The leader of a group focuses on reducing the national debt and the federal government’s top auditor visited Iowa Thursday on what’s called the "Fiscal Wake-up Tour." Concord Coalition executive director Robert Bixby says they’re trying to raise awareness of a looming increase in the deficit. Bixby says it’s a long-term problem, as the deficit is a small problem that will get "really, really, bit once babyboomers retire."
The retirement of millions of babyboomers will increase the costs to the government for their retirement benefits. Bixby says they’re trying to raise awareness now to make it an issue for the 2008 presidential campaign. Bixby says it has to be talked about as a moral issue, not a numbers issue, as we’re borrowing now and creating a debt that our children will have to pay off in the future.
Comptroller General David Walker is teaming with Bixby on the tour, and says there are steps the government can take right now to make a change. Walker says, "We need to address our four deficits, which are: the budget deficit, the balance of payments deficit, the savings deficit, and the leadership deficit.

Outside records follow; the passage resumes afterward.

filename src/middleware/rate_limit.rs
use std::collections::HashMap;
use std::sync::{Arc, Mutex, PoisonError};
use std::time::{Duration, Instant};

use axum::body::Body;
use axum::extract::{Path, State};
use axum::http::{Request, StatusCode};
use axum::middleware::Next;
use axum::response::{IntoResponse, Json, Response};
use serde_json::json;

const WINDOW: Duration = Duration::from_secs(1);
/// Above this many tracked tokens, expired windows are swept on insert.
const SWEEP_THRESHOLD: usize = 4096;

#[derive(Debug)]
struct WindowState {
    start: Instant,
    count: u32,
}

/// Fixed one-second windows, counted separately for every access token so
/// one noisy candidate cannot starve the rest of the exam.
#[derive(Clone, Debug)]
pub struct TokenRateLimiter {
    rps: u32,
    windows: Arc<Mutex<HashMap<String, WindowState>>>,
}

impl TokenRateLimiter {
    pub fn new(rps: u32) -> Self {
        Self {
            rps: rps.max(1),
            windows: Arc::new(Mutex::new(HashMap::new())),
        }
    }

    pub fn allow(&self, token: &str) -> bool {
        self.allow_at(token, Instant::now())
    }

    fn allow_at(&self, token: &str, now: Instant) -> bool {
        let mut windows = self.windows.lock().unwrap_or_else(PoisonError::into_inner);
        if windows.len() > SWEEP_THRESHOLD {
            windows.retain(|_, w| now.duration_since(w.start) < WINDOW);
        }
        let window = windows.entry(token.to_string()).or_insert(WindowState {
            start: now,
            count: 0,
        });
        if now.duration_since(window.start) >= WINDOW {
            window.start = now;
            window.count = 0;
        }
        if window.count < self.rps {
            window.count += 1;
            true
        } else {
            false
        }
    }
}

pub async fn per_token_limit(
    State(limiter): State<TokenRateLimiter>,
    Path(token): Path<String>,
    req: Request<Body>,
    next: Next,
) -> Response {
    if !limiter.allow(&token) {
        tracing::warn!("Rate limit exceeded for session token");
        return (
            StatusCode::TOO_MANY_REQUESTS,
            Json(json!({"error": "rate_limited", "message": "Too many requests"})),
        )
            .into_response();
    }
    next.run(req).await
}

#[cfg(test)]
mod tests {
    use super::*;

    #[test]
    fn tokens_have_independent_budgets() {
        let limiter = TokenRateLimiter::new(2);
        let now = Instant::now();
        assert!(limiter.allow_at("a", now));
        assert!(limiter.allow_at("a", now));
        assert!(!limiter.allow_at("a", now));
        assert!(limiter.allow_at("b", now));
        assert!(limiter.allow_at("a", now + WINDOW));
    }
}
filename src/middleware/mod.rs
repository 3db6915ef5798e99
pub mod auth;
pub mod rate_limit;
pub mod monitor_dto;
pub mod public_dto;
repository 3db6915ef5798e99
use rand::{distributions::Alphanumeric, thread_rng, Rng};

pub const ACCESS_TOKEN_LEN: usize = 40;

/// Opaque candidate credential; also encoded in the mobile pairing link.
pub fn generate_access_token() -> String {
    thread_rng()
        .sample_iter(&Alphanumeric)
        .take(ACCESS_TOKEN_LEN)
        .map(char::from)
        .collect()
}

/// Cheap shape check done before touching the store.
pub fn looks_like_access_token(token: &str) -> bool {
    (16..=128).contains(&token.len()) && token.chars().all(|c| c.is_ascii_alphanumeric())
}
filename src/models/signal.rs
//! Typed events carried on an exam's signaling topic.

use chrono::{DateTime, Utc};
use serde::{Deserialize, Serialize};
use serde_json::Value as JsonValue;
use uuid::Uuid;

use crate::models::proctor_event::ProctorEventType;

/// Which party put an envelope on the topic.
#[derive(Debug, Clone, Copy, PartialEq, Eq, Hash, PartialOrd, Ord, Serialize, Deserialize)]
#[serde(rename_all = "snake_case")]
pub enum Origin {
    Laptop,
    Mobile,
    Admin,
}

#[derive(Debug, Clone, Copy, PartialEq, Eq, Hash, PartialOrd, Ord, Serialize, Deserialize)]
#[serde(rename_all = "snake_case")]
pub enum HeartbeatSource {
    Laptop,
    Mobile,
}

impl From<HeartbeatSource> for Origin {
    fn from(source: HeartbeatSource) -> Self {
        match source {
            HeartbeatSource::Laptop => Origin::Laptop,
            HeartbeatSource::Mobile => Origin::Mobile,
        }
    }
}

#[derive(Debug, Clone, Copy, PartialEq, Eq, Hash, Serialize, Deserialize)]
#[serde(rename_all = "snake_case")]
pub enum AdminCommand {
    Pause,
    Resume,
    Terminate,
}

impl AdminCommand {
    pub fn as_str(&self) -> &'static str {
        match self {
            AdminCommand::Pause => "pause",
            AdminCommand::Resume => "resume",
            AdminCommand::Terminate => "terminate",
        }
    }
}

#[derive(Debug, Clone, PartialEq, Serialize, Deserialize)]
#[serde(tag = "type", rename_all = "snake_case")]
pub enum SignalEvent {
    Heartbeat {
        source: HeartbeatSource,
    },
    Violation {
        kind: ProctorEventType,
        #[serde(default)]
        detail: JsonValue,
        /// Id of the persisted log entry.
        #[serde(default, skip_serializing_if = "Option::is_none")]
        event_id: Option<Uuid>,
    },
    #[serde(rename = "admin_command")]
    Command {
        command: AdminCommand,
    },
    MobileConnected,
    MobileDisconnected,
    Offer {
        sdp: String,
    },
    /// `peer` names the candidate device the answer is meant for.
    Answer {
        sdp: String,
        peer: Origin,
    },
    /// `peer` names the candidate device whose connection this belongs to.
    IceCandidate {
        candidate: JsonValue,
        peer: Origin,
    },
    Snapshot {
        key: String,
        captured_at: DateTime<Utc>,
    },
}

impl SignalEvent {
    pub fn name(&self) -> &'static str {
        match self {
            SignalEvent::Heartbeat { .. } => "heartbeat",
            SignalEvent::Violation { .. } => "violation",
            SignalEvent::Command { .. } => "admin_command",
            SignalEvent::MobileConnected => "mobile_connected",
            SignalEvent::MobileDisconnected => "mobile_disconnected",
            SignalEvent::Offer { .. } => "offer",
            SignalEvent::Answer { .. } => "answer",
            SignalEvent::IceCandidate { .. } => "ice_candidate",
            SignalEvent::Snapshot { .. } => "snapshot",
        }
    }

    pub fn is_peer_negotiation(&self) -> bool {
        matches!(
            self,
            SignalEvent::Offer { .. } | SignalEvent::Answer { .. } | SignalEvent::IceCandidate { .. }
        )
    }
}

/// One message on an exam topic. `candidate_id` is the candidate the event
/// concerns: the sender for candidate traffic, the target for admin traffic.
#[derive(Debug, Clone, PartialEq, Serialize, Deserialize)]
pub struct SignalEnvelope {
    pub exam_id: Uuid,
    pub candidate_id: Uuid,
    pub origin: Origin,
    pub sent_at: DateTime<Utc>,
    pub event: SignalEvent,
}

impl SignalEnvelope {
    pub fn new(exam_id: Uuid, candidate_id: Uuid, origin: Origin, event: SignalEvent) -> Self {
        Self {
            exam_id,
            candidate_id,
            origin,
            sent_at: Utc::now(),
            event,
        }
    }

    pub fn command(&self) -> Option<AdminCommand> {
        match (&self.event, self.origin) {
            (SignalEvent::Command { command }, Origin::Admin) => Some(*command),
            _ => None,
        }
    }
}

/// Topics are shared by every participant of an exam, so each consumer keeps
/// only the envelopes concerning its own candidate.
pub fn is_for_me(envelope: &SignalEnvelope, candidate_id: Uuid) -> bool {
    envelope.candidate_id == candidate_id
}

/// Like [`is_for_me`] but also drops the consumer's own echoes.
pub fn is_for_me_from_others(envelope: &SignalEnvelope, candidate_id: Uuid, me: Origin) -> bool {
    is_for_me(envelope, candidate_id) && envelope.origin != me
}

And Iowa can help with the leadership deficit." From the fiscal standpoint, Walker says we need tough budget controls, to reform Social Security to save the system, tax reform and healthcare reform.
Walker says Iowa has a key role in the leadership issue with it’s leadoff position in the presidential race.
Walker says if the next president doesn’t make "fiscal responsibility and intergenerational equity" one of the top three priorities, we’re in trouble. He says there are several major risk factors that come together in the first term of the next presidency, "and we can’t afford to wait, we need to start making tough choices."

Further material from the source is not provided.